Sin prisa y sin rumbo, sin saber qué hacer, si quedarse o salir de allí para volver en otro momento, se movió por la plaza, observando y escuchando piedras que le hablaban de aquellos días que solo existían en su memoria, cuando su madre y su padre lo guiaban por ese espacio que, en su ahora, apreciaba de forma distinta. Era consciente de que la diferencia entre el ayer y el hoy no estribaba en su mirada adulta, sino en la impresión de dos instantes íntimos tan diferentes y distantes, aunque ambos se igualarían cuando se perdiesen en el tiempo que no parecía afectar al espacio donde se hallaba.
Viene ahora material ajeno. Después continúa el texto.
//! Integration tests for semantic sectioning and chunking against
//! scripted LLM replies.

use std::sync::atomic::{AtomicUsize, Ordering};
use std::sync::{Arc, Mutex};

use serde_json::json;

use strata_common::config::{ChunkingConfig, SectioningConfig};
use strata_common::StrataError;
use strata_ingestion::sectioning::{CONSOLIDATED_TITLE, WHOLE_DOCUMENT_TITLE};
use strata_ingestion::{chunk_sections, extract_sections};
use strata_test_utils::{
    sample_paper_sections, sections_reply, FailingLlm, ScriptedLlm, SAMPLE_PAPER,
};

fn sectioning_cfg() -> SectioningConfig {
    SectioningConfig::default()
}

fn chunking_cfg() -> ChunkingConfig {
    ChunkingConfig { chunk_size: 800, min_length_for_chunking: 1000 }
}

fn assert_contiguous_coverage(sections: &[strata_common::Section], max_line: u32) {
    assert_eq!(sections[0].start_line, 0);
    for pair in sections.windows(2) {
        assert_eq!(pair[0].end_line + 1, pair[1].start_line);
    }
    assert_eq!(sections.last().unwrap().end_line, max_line);
}

#[tokio::test]
async fn test_four_section_paper() {
    let llm = Arc::new(ScriptedLlm::with_sections(sample_paper_sections()));
    let sectioned = extract_sections(llm, SAMPLE_PAPER, &sectioning_cfg(), &chunking_cfg(), "en")
        .await
        .unwrap();

    assert_eq!(sectioned.sections.len(), 4);
    assert_contiguous_coverage(&sectioned.sections, 26);
    for (section, content) in sectioned.sections.iter().zip(sectioned.contents.iter()) {
        // Each title is the first line of its paragraph.
        assert!(content.starts_with(&section.title), "{}", section.title);
    }
    assert_eq!(sectioned.sections[3].end_line, 26);
}

#[tokio::test]
async fn test_multi_window_sectioning_preserves_invariants() {
    // Three copies of the paper, windows small enough to force several
    // LLM calls; the scripted model reports two sections per window.
    let document = [SAMPLE_PAPER, SAMPLE_PAPER, SAMPLE_PAPER].join("\n");
    let llm = Arc::new(ScriptedLlm::new(|prompt| {
        let start = ScriptedLlm::window_start(prompt).unwrap();
        sections_reply(&[
            (format!("Part {start}"), start),
            (format!("Part {start} continued"), start + 3),
        ])
    }));

    let cfg = SectioningConfig {
        max_chars_per_window: 3000,
        // The scripted sections are tiny on purpose; keep the safeguard out
        // of the way so the merge itself is what gets tested.
        min_avg_chars_per_section: 1,
        ..sectioning_cfg()
    };
    let sectioned = extract_sections(Arc::clone(&llm) as _, &document, &cfg, &chunking_cfg(), "en")
        .await
        .unwrap();

    let max_line = sectioned.lines.last().unwrap().line_no;
    assert_contiguous_coverage(&sectioned.sections, max_line);
    assert!(llm.call_count() > 1, "expected several window calls");
}

#[tokio::test]
async fn test_pathological_reply_collapses_to_consolidated_section() {
    let document = (0..100)
        .map(|i| format!("This is line number {i}"))
        .collect::<Vec<_>>()
        .join("\n");
    // One title per other line: implausibly dense.
    let dense: Vec<(String, u32)> = (0..50).map(|i| (format!("Tiny Section {i}"), i * 2)).collect();
    let llm = Arc::new(ScriptedLlm::with_sections(dense));

    let cfg = SectioningConfig { min_avg_chars_per_section: 500, ..sectioning_cfg() };
    let chunking = ChunkingConfig { chunk_size: 800, min_length_for_chunking: 50 };
    let sectioned = extract_sections(llm, &document, &cfg, &chunking, "en").await.unwrap();

    assert_eq!(sectioned.sections.len(), 1);
    assert_eq!(sectioned.sections[0].title, CONSOLIDATED_TITLE);
    assert_eq!(sectioned.sections[0].start_line, 0);
    assert_eq!(sectioned.sections[0].end_line, 99);

    // Chunks are still produced, all from the consolidated section.
    let chunks = chunk_sections("doc", &sectioned, &chunking);
    assert!(!chunks.is_empty());
    assert!(chunks.iter().all(|c| c.section_index == 0));
}

#[tokio::test]
async fn test_disabled_sectioning_returns_whole_document() {
    let llm = Arc::new(ScriptedLlm::with_sections(sample_paper_sections()));
    let cfg = SectioningConfig { use_semantic_sectioning: false, ..sectioning_cfg() };
    let sectioned = extract_sections(Arc::clone(&llm) as _, SAMPLE_PAPER, &cfg, &chunking_cfg(), "en")
        .await
        .unwrap();

    assert_eq!(sectioned.sections.len(), 1);
    assert_eq!(sectioned.sections[0].start_line, 0);
    assert_eq!(sectioned.sections[0].end_line, 26);
    assert_eq!(sectioned.contents[0], SAMPLE_PAPER);
    assert_eq!(llm.call_count(), 0);
}

#[tokio::test]
async fn test_short_document_identity() {
    let text = "This is a short document.";
    let llm = Arc::new(ScriptedLlm::with_sections(vec![]));
    let sectioned = extract_sections(Arc::clone(&llm) as _, text, &sectioning_cfg(), &chunking_cfg(), "en")
        .await
        .unwrap();

    assert_eq!(sectioned.sections.len(), 1);
    assert_eq!(sectioned.sections[0].title, WHOLE_DOCUMENT_TITLE);
    assert_eq!(sectioned.contents[0], text);
    assert_eq!(llm.call_count(), 0, "short documents never reach the LLM");

    let chunks = chunk_sections("doc", &sectioned, &chunking_cfg());
    assert_eq!(chunks.len(), 1);
    assert_eq!(chunks[0].content, text);
}

#[tokio::test]
async fn test_invalid_reply_retried_with_negative_context() {
    let prompts: Arc<Mutex<Vec<String>>> = Arc::new(Mutex::new(Vec::new()));
    let attempts = Arc::new(AtomicUsize::new(0));
    let sections = sample_paper_sections();

    let llm = {
        let prompts = Arc::clone(&prompts);
        let attempts = Arc::clone(&attempts);
        Arc::new(ScriptedLlm::new(move |prompt| {
            prompts.lock().unwrap().push(prompt.to_string());
            if attempts.fetch_add(1, Ordering::SeqCst) == 0 {
                json!({"sections": []})
            } else {
                sections_reply(&sections)
            }
        }))
    };

    let sectioned = extract_sections(llm, SAMPLE_PAPER, &sectioning_cfg(), &chunking_cfg(), "en")
        .await
        .unwrap();
    assert_eq!(sectioned.sections.len(), 4);

    let prompts = prompts.lock().unwrap();
    assert_eq!(prompts.len(), 2);
    assert!(prompts[1].contains("rejected"), "retry prompt carries negative context");
}

#[tokio::test]
async fn test_permanent_failure_aborts_document() {
    let llm = Arc::new(FailingLlm { transient: false });
    let err = extract_sections(llm, SAMPLE_PAPER, &sectioning_cfg(), &chunking_cfg(), "en")
        .await
        .unwrap_err();
    assert!(matches!(err, StrataError::SectioningFailed(_)));
}

#[tokio::test]
async fn test_exhausted_attempts_abort_document() {
    let llm = Arc::new(FailingLlm { transient: true });
    let cfg = SectioningConfig { max_attempts: 2, ..sectioning_cfg() };
    let err = extract_sections(llm, SAMPLE_PAPER, &cfg, &chunking_cfg(), "en")
        .await
        .unwrap_err();
    assert!(matches!(err, StrataError::SectioningFailed(_)));
}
Después de su reflexión y de no tumbarse sobre el piso mojado, abandonó el Obradoiro, acompañado a su derecha por el pazo de San Xerome. La despedida fue rápida, apenas una mirada que le permitió ver una mínima parte del claustro, y encaró la ligera pendiente de la rúa do Franco, calle estrecha, bulliciosa y salpicada de locales, en su mayoría restaurantes, vinotecas o bares de tapas que nada tenían que ver con las tascas que, años atrás, ocupaban aquellos mismos bajos. También observó varias tiendas de productos típicos. Quiso pasar desapercibido, pero una muchacha salió a su encuentro y le comentó las excelencias de la tarta de almendra de Santiago y de las piedras dulces recubiertas de chocolate colocadas sobre la bandeja que le acercó, por si gustaba probar. Aquellas artesanías culinarias, a Miguel poco o nada le interesaban. Por su mente le rondaba una opción menos dulce, la de disfrutar de una buena mariscada, aunque, consecuente con el horario y con el vacío de su bolsillo, decidió dejarla para cualquier otro día.

01

La finca

El autobús se detuvo en Vedra, municipio a quince kilómetros de Santiago y a dos de su destino final. El terreno heredado se encontraba al sureste, aunque, más allá de este dato geográfico, Miguel ignoraba qué encontraría allí, salvo una extensión de poco más de dos hectáreas de superficie. Además, ni siquiera tenía en su poder las llaves de la finca, cuya ubicación conocía por las referencias que le habían dado. Su idea contemplaba venderla y con el dinero recibido alcanzar desahogo económico. Hasta ese momento había vivido al día, apurado por la falta de liquidez, su fiel compañera desde que decidió independizarse, aunque dudaba que esto fuese totalmente posible. Era consciente de que la época no era la más adecuada para llevar a cabo una transacción beneficiosa, aun así, tenía la esperanza de encontrar comprador y pactar un precio satisfactorio.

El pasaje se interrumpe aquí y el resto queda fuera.